WHAT IS REQUIRED = What you return must be the lines of the data that hold the word "PersistOutcome".

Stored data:
Segment Open

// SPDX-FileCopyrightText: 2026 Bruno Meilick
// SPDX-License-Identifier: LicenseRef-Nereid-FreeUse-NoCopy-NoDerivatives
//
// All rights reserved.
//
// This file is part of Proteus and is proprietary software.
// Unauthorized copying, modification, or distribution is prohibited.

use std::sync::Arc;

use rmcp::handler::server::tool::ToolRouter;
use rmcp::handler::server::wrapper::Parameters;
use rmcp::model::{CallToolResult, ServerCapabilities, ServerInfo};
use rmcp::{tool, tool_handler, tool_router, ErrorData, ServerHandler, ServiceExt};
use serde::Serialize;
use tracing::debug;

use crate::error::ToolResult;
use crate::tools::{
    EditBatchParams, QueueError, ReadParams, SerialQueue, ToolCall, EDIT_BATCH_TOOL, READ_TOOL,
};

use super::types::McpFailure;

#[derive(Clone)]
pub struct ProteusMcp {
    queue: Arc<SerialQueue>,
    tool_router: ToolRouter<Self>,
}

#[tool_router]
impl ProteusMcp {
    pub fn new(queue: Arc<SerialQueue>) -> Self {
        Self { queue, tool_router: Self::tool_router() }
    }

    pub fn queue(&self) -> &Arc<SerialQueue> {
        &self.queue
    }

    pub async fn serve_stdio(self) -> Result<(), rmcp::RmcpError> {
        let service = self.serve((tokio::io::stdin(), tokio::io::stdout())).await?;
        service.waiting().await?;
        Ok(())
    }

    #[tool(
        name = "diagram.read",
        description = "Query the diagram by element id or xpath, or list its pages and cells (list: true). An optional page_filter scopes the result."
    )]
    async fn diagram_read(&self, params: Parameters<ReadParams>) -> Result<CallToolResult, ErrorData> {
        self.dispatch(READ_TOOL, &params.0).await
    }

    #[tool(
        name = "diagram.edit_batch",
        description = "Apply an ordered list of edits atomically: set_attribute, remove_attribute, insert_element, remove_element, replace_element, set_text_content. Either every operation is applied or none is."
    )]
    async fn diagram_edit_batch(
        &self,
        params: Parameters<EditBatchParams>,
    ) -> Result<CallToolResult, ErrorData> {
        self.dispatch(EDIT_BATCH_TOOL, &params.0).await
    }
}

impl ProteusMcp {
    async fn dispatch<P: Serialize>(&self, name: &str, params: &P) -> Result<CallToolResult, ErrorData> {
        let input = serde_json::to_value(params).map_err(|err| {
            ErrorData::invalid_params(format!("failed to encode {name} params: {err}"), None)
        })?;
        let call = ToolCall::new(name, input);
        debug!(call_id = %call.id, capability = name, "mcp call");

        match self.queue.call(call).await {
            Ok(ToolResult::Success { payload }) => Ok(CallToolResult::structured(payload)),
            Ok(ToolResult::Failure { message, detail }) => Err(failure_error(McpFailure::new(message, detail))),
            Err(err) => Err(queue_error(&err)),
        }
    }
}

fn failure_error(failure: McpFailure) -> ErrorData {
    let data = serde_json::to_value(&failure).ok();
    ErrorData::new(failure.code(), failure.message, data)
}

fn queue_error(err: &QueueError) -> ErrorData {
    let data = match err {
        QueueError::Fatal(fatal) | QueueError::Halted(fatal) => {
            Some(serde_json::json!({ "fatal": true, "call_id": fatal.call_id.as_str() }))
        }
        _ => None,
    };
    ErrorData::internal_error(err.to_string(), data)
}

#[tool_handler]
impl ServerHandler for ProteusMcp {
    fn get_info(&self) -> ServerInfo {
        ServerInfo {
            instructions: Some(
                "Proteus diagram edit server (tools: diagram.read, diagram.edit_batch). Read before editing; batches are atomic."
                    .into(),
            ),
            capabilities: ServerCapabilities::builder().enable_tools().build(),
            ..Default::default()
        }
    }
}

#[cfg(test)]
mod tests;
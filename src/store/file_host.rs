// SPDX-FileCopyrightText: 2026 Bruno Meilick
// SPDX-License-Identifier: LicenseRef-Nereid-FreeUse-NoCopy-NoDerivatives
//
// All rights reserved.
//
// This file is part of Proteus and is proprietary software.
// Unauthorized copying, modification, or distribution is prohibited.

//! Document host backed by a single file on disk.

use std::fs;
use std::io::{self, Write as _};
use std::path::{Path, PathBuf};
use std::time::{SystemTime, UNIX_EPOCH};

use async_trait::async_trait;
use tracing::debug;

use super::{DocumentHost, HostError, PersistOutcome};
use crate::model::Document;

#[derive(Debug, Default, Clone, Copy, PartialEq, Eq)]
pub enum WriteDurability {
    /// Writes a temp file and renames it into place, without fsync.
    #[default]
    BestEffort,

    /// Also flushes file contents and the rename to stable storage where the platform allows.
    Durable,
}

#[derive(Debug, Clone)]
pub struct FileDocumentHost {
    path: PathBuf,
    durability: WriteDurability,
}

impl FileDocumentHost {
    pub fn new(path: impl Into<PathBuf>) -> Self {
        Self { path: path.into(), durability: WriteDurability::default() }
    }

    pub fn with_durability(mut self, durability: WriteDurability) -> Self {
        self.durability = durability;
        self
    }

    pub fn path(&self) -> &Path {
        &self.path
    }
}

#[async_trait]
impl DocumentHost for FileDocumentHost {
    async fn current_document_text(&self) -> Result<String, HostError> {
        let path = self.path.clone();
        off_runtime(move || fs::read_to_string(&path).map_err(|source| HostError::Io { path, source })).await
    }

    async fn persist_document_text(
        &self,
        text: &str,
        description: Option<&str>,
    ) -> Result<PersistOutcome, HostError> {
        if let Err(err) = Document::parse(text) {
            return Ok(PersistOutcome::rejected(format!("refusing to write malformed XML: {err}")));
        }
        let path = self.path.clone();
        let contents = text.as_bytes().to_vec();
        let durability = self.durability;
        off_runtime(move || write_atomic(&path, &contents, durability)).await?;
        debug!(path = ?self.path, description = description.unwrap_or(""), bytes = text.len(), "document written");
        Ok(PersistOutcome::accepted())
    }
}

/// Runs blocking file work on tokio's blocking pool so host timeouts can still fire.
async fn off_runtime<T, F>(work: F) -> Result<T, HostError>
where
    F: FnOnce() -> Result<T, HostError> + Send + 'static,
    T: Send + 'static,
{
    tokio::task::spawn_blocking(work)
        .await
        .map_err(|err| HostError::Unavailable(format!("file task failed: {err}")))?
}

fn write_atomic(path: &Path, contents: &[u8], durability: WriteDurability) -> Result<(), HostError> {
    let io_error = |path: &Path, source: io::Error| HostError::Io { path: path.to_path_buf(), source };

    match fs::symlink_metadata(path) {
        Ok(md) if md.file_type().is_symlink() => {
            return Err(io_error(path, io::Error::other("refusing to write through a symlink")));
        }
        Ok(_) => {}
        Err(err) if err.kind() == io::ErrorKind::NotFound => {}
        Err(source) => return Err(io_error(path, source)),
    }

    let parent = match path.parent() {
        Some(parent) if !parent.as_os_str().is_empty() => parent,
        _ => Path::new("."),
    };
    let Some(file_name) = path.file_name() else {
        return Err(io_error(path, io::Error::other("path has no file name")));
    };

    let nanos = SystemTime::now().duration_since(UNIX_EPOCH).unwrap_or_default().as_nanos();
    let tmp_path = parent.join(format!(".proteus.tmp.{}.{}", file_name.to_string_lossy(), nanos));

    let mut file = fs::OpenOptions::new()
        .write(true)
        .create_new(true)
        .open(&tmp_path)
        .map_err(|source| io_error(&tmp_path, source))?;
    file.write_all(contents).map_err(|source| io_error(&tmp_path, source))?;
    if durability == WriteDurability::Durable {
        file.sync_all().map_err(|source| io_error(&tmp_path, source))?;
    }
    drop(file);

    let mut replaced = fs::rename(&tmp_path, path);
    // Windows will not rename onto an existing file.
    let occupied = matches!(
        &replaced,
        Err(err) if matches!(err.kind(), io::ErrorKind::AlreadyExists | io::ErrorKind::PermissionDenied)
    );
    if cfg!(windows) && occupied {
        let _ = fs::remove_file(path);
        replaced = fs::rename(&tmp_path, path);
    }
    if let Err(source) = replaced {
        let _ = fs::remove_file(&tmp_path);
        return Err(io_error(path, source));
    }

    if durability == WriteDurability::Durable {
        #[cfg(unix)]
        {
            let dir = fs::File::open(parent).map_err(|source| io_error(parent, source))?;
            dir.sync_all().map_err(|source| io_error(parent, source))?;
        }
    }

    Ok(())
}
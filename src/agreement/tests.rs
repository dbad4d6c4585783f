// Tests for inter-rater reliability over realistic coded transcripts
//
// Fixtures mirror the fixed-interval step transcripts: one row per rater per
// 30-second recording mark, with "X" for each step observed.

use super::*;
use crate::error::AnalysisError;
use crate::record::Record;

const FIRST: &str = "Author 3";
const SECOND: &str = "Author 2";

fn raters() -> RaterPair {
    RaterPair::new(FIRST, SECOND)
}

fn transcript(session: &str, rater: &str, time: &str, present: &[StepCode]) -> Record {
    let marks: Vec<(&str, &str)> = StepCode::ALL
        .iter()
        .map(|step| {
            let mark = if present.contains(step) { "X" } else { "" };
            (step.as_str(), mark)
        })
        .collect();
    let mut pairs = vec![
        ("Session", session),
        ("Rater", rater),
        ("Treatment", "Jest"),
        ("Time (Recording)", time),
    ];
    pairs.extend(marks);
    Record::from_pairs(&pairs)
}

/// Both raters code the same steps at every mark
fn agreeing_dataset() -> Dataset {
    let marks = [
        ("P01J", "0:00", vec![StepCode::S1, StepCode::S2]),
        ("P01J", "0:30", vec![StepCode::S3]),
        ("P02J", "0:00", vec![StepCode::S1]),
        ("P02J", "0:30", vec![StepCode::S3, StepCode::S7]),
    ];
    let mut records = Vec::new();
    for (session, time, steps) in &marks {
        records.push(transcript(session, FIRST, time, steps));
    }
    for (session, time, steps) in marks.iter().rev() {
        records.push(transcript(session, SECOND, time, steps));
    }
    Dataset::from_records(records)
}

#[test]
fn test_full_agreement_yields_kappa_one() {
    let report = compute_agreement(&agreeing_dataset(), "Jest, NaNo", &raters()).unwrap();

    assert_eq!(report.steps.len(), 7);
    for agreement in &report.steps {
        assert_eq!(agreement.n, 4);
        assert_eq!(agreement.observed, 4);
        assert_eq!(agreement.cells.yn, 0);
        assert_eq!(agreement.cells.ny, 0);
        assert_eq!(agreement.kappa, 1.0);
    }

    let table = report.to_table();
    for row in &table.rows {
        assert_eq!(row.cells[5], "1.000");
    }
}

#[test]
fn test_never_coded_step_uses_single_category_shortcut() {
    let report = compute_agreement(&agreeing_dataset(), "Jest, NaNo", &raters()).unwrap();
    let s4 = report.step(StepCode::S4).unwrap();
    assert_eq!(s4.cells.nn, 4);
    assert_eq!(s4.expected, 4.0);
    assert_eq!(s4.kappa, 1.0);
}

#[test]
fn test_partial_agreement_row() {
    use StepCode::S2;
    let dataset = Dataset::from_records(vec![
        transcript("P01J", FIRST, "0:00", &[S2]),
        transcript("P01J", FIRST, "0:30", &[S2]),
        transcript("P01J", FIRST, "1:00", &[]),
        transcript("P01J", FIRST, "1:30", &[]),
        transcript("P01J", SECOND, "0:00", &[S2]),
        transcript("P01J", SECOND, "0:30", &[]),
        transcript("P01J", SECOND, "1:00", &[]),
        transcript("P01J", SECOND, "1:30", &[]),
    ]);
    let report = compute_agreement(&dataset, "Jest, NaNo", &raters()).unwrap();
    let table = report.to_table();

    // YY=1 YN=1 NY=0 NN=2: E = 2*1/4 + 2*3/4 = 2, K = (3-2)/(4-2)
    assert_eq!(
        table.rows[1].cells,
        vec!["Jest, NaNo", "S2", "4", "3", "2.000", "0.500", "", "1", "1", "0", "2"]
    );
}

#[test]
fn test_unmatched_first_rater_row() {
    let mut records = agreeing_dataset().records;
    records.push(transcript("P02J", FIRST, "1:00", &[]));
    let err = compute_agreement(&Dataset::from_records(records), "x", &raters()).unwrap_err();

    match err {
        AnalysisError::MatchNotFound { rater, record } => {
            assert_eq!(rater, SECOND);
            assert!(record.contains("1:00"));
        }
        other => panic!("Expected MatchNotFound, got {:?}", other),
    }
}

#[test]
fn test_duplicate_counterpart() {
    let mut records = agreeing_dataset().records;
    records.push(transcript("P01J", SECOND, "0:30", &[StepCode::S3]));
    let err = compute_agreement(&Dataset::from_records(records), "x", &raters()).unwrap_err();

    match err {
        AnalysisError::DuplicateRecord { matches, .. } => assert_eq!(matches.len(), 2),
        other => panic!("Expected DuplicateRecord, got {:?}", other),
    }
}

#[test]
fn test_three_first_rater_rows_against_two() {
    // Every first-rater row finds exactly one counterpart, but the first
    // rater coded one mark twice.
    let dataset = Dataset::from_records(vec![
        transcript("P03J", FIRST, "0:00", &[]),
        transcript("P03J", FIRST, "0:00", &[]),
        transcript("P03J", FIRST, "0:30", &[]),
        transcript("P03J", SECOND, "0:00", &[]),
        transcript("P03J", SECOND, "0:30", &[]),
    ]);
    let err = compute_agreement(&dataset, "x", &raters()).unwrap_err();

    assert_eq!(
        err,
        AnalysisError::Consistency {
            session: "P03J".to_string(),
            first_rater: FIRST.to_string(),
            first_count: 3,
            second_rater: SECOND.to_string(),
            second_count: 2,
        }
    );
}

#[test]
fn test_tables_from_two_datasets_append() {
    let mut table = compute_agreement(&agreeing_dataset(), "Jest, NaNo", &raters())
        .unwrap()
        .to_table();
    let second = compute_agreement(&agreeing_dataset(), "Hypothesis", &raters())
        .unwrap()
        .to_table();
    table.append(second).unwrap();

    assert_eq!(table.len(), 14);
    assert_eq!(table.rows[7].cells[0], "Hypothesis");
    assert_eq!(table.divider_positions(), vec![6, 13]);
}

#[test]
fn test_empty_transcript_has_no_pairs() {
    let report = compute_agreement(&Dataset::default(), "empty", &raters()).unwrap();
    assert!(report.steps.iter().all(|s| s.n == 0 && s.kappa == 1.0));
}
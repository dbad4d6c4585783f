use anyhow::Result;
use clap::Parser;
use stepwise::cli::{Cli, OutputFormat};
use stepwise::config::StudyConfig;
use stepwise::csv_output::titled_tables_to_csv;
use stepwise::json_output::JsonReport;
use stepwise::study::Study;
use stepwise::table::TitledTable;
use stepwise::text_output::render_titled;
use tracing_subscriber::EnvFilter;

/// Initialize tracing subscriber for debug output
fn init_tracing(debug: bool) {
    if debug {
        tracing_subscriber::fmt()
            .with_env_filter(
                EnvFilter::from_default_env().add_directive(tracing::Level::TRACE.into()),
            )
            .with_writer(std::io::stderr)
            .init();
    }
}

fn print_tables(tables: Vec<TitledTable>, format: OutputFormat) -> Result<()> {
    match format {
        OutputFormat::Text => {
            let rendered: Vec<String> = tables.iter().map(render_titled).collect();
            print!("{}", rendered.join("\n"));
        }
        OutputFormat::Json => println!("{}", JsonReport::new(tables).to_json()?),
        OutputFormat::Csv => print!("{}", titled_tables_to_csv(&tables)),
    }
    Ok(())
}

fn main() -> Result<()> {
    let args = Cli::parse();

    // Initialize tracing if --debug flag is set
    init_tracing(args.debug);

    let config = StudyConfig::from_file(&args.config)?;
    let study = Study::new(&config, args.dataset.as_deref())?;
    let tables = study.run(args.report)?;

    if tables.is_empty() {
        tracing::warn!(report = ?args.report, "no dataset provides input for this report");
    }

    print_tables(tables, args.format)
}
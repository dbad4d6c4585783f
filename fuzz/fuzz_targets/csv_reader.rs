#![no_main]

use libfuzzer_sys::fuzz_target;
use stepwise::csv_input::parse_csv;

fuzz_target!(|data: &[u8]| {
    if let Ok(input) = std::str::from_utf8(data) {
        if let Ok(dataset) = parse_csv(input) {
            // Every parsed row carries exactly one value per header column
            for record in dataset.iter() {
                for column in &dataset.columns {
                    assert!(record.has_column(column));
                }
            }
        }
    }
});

Segment Closed

ANSWER FOR THE TASK =
use super::{DocumentHost, HostError, PersistOutcome};
    ) -> Result<PersistOutcome, HostError> {
            return Ok(PersistOutcome::rejected(format!("refusing to write malformed XML: {err}")));
        Ok(PersistOutcome::accepted())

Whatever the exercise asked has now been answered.